Physics-R1:一個經審核的奧林匹亞語料庫與視覺物理推理方法
Physics-R1: An Audited Olympiad Corpus and Recipe for Visual Physics Reasoning
May 13, 2026
作者: Shan Yang
cs.AI
摘要
我們從頭到尾審查了多模態物理評估流程,並記錄了三種未被發現的建構實務,這些實務扭曲了該領域衡量視覺語言推理的方式:訓練-評估污染、翻譯漂移和選擇題飽和。(1) 公開訓練池(UGPhysics-Train、SciInstruct、MMK12)通過了單階段 5-gram-Jaccard 審計,在所有六個公開物理評估中零命中;三階段審計(Jaccard -> mxbai-embed-large 餘弦 -> Haiku-4.5 LLM 評判)僅在 SciInstruct 中就發現了 134 個近乎重複的條目和 4,846 個釋義候選。(2) 在 59 道配對的愛沙尼亞語-英語奧賽題上,Sonnet 4.5 的 Δ 值為 17 個百分點(30.5% vs. 13.6%;符號檢定 p=0.011,McNemar 檢定 p=0.021,配對拔靴法 95% CI [+5.1, +28.9] 個百分點)。(3) 在相同的 Sonnet 權重下,選擇題(PhyX 上 79.7%)與開放式奧賽評估(PhysOlym-A 上 33.4%)之間存在 46 個百分點的格式與新穎性梯度。我們發布了四個工件來彌補這些差距:PhysCorp-A(6,432 條記錄的三階段審計多模態語料庫)、PhysR1Corp(2,268 條記錄的封閉式 RL 池)、PhysOlym-A(500 道題、99.8% 新來源的保留奧賽評估,附帶原生難度標籤和英/愛沙尼亞語雙語子集),以及 Physics-R1,一個從 Qwen3-VL-8B-Thinking 冷啟動的參考 GSPO+DAPO 配方。

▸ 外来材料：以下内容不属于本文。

//! Database Models - rows of the site tables (used by sqlx/serde).

use chrono::{DateTime, Utc};
use serde::{Deserialize, Serialize};
use sqlx::FromRow;

/// One editable block of bilingual copy. `content_ar`/`content_en` hold JSON
/// text stored verbatim; shape is only checked when resolving.
#[derive(Debug, Clone, PartialEq, FromRow, Serialize, Deserialize)]
#[serde(rename_all = "camelCase")]
pub struct SiteContent {
    pub id: i32,
    pub section_key: String,
    pub content_ar: String,
    pub content_en: String,
    pub image_url: Option<String>,
    pub updated_at: DateTime<Utc>,
}

/// Insert-or-overwrite payload for a content section
#[derive(Debug, Clone, Serialize, Deserialize)]
#[serde(rename_all = "camelCase")]
pub struct UpsertSiteContent {
    pub section_key: String,
    pub content_ar: String,
    pub content_en: String,
    pub image_url: Option<String>,
}

/// Global site setting (tracking ids and the like)
#[derive(Debug, Clone, PartialEq, FromRow, Serialize, Deserialize)]
#[serde(rename_all = "camelCase")]
pub struct SiteSetting {
    pub id: i32,
    pub setting_key: String,
    pub setting_value: Option<String>,
    pub description: Option<String>,
    pub updated_at: DateTime<Utc>,
}

#[derive(Debug, Clone, Serialize, Deserialize)]
#[serde(rename_all = "camelCase")]
pub struct UpsertSiteSetting {
    pub setting_key: String,
    pub setting_value: Option<String>,
    pub description: Option<String>,
}

/// Bilingual blog post
#[derive(Debug, Clone, FromRow, Serialize, Deserialize)]
#[serde(rename_all = "camelCase")]
pub struct BlogPost {
    pub id: i32,
    pub title_ar: String,
    pub title_en: String,
    pub content_ar: String,
    pub content_en: String,
    pub excerpt_ar: String,
    pub excerpt_en: String,
    pub slug: String,
    pub image_url: Option<String>,
    pub published: bool,
    pub created_at: DateTime<Utc>,
}

/// Blog list response
#[derive(Debug, Clone, Serialize, Deserialize)]
#[serde(rename_all = "camelCase")]
pub struct BlogListResponse {
    pub items: Vec<BlogPost>,
    pub page: i64,
    pub page_size: i64,
    pub total: i64,
}

/// Completed work shown in the projects gallery
#[derive(Debug, Clone, PartialEq, FromRow, Serialize, Deserialize)]
#[serde(rename_all = "camelCase")]
pub struct Project {
    pub id: i32,
    pub title_ar: String,
    pub title_en: String,
    pub description_ar: String,
    pub description_en: String,
    pub image_url: Option<String>,
    pub category: String,
    pub completion_date: Option<DateTime<Utc>>,
    pub featured: bool,
    pub created_at: DateTime<Utc>,
}

/// Create payload for a project. Missing text fields default to empty and are
/// rejected by route validation.
#[derive(Debug, Clone, Default, Serialize, Deserialize)]
#[serde(rename_all = "camelCase", default)]
pub struct NewProject {
    pub title_ar: String,
    pub title_en: String,
    pub description_ar: String,
    pub description_en: String,
    pub image_url: Option<String>,
    pub category: String,
    pub completion_date: Option<DateTime<Utc>>,
    pub featured: bool,
}

/// Partial update for a project; `None` leaves the column as is.
#[derive(Debug, Clone, Default, Serialize, Deserialize)]
#[serde(rename_all = "camelCase")]
pub struct ProjectChanges {
    pub title_ar: Option<String>,
    pub title_en: Option<String>,
    pub description_ar: Option<String>,
    pub description_en: Option<String>,
    pub image_url: Option<String>,
    pub category: Option<String>,
    pub completion_date: Option<DateTime<Utc>>,
    pub featured: Option<bool>,
}

impl ProjectChanges {
    pub fn apply(self, mut project: Project) -> Project {
        if let Some(v) = self.title_ar {
            project.title_ar = v;
        }
        if let Some(v) = self.title_en {
            project.title_en = v;
        }
        if let Some(v) = self.description_ar {
            project.description_ar = v;
        }
        if let Some(v) = self.description_en {
            project.description_en = v;
        }
        if self.image_url.is_some() {
            project.image_url = self.image_url;
        }
        if let Some(v) = self.category {
            project.category = v;
        }
        if self.completion_date.is_some() {
            project.completion_date = self.completion_date;
        }
        if let Some(v) = self.featured {
            project.featured = v;
        }
        project
    }
}

/// A service offered by the company (distinct from the calculator catalog)
#[derive(Debug, Clone, PartialEq, FromRow, Serialize, Deserialize)]
#[serde(rename_all = "camelCase")]
pub struct Service {
    pub id: i32,
    pub title_ar: String,
    pub title_en: String,
    pub description_ar: String,
    pub description_en: String,
    /// Icon name or URL
    pub icon: Option<String>,
    pub featured: bool,
    pub created_at: DateTime<Utc>,
}

#[derive(Debug, Clone, Default, Serialize, Deserialize)]
#[serde(rename_all = "camelCase", default)]
pub struct NewService {
    pub title_ar: String,
    pub title_en: String,
    pub description_ar: String,
    pub description_en: String,
    pub icon: Option<String>,
    pub featured: bool,
}

#[derive(Debug, Clone, Default, Serialize, Deserialize)]
#[serde(rename_all = "camelCase")]
pub struct ServiceChanges {
    pub title_ar: Option<String>,
    pub title_en: Option<String>,
    pub description_ar: Option<String>,
    pub description_en: Option<String>,
    pub icon: Option<String>,
    pub featured: Option<bool>,
}

impl ServiceChanges {
    pub fn apply(self, mut service: Service) -> Service {
        if let Some(v) = self.title_ar {
            service.title_ar = v;
        }
        if let Some(v) = self.title_en {
            service.title_en = v;
        }
        if let Some(v) = self.description_ar {
            service.description_ar = v;
        }
        if let Some(v) = self.description_en {
            service.description_en = v;
        }
        if self.icon.is_some() {
            service.icon = self.icon;
        }
        if let Some(v) = self.featured {
            service.featured = v;
        }
        service
    }
}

在 3 個隨機種子上,Physics-R1 將審計後的語料庫在 PhysOlym-A 寬鬆標準上相比 8B 基座提升了 +18.3 個百分點(8.0 -> 26.3 +/- 1.7;落後 Sonnet 4.5 7.1 個百分點),在 PhysReason 上提升了 +15.7 個百分點(23.9 -> 39.6 +/- 6.4;領先 Qwen3-VL-32B 和 Gemini 2.5 Pro),在 OlympiadBench-Physics 上提升了 +6.9 個百分點(46.2 +/- 1.5),在 PhyX 選擇題上提升了 +4.1 個百分點(77.8 +/- 0.3)。
English
We audit the multimodal-physics evaluation pipeline end-to-end and document three undetected construction practices that distort how the field measures vision-language reasoning: train-eval contamination, translation drift, and MCQ saturation. (1) Public training pools (UGPhysics-Train, SciInstruct, MMK12) pass single-stage 5-gram-Jaccard audits with zero hits across all six public physics evals; a three-stage audit (Jaccard -> mxbai-embed-large cosine -> Haiku-4.5 LLM-judge) surfaces 134 near-duplicates and 4,846 paraphrase candidates in SciInstruct alone. (2) A 17-pp Sonnet 4.5 delta on 59 paired Estonian-English olympiad problems (30.5% vs. 13.6%; sign test p=0.011, McNemar p=0.021, paired bootstrap 95% CI [+5.1, +28.9] pp). (3) A 46-pp format-and-novelty gradient on identical Sonnet weights between MCQ (79.7% on PhyX) and open-ended olympiad evaluation (33.4% on PhysOlym-A). We release four artifacts addressing these gaps: PhysCorp-A (6,432-record three-stage-audited multimodal corpus), PhysR1Corp (2,268-record closed-form RL pool), PhysOlym-A (500-problem, 99.8% novel-source held-out olympiad eval with native difficulty labels and an EN/ET bilingual subset), and Physics-R1, a reference GSPO+DAPO recipe cold-started from Qwen3-VL-8B-Thinking. Across 3 seeds, Physics-R1 lifts the audited corpus over the 8B base by +18.3 pp on PhysOlym-A liberal (8.0 -> 26.3 +/- 1.7; 7.1 pp behind Sonnet 4.5), +15.7 pp on PhysReason (23.9 -> 39.6 +/- 6.4; ahead of Qwen3-VL-32B and Gemini 2.5 Pro), +6.9 pp on OlympiadBench-Physics (46.2 +/- 1.5), and +4.1 pp on PhyX MCQ (77.8 +/- 0.3).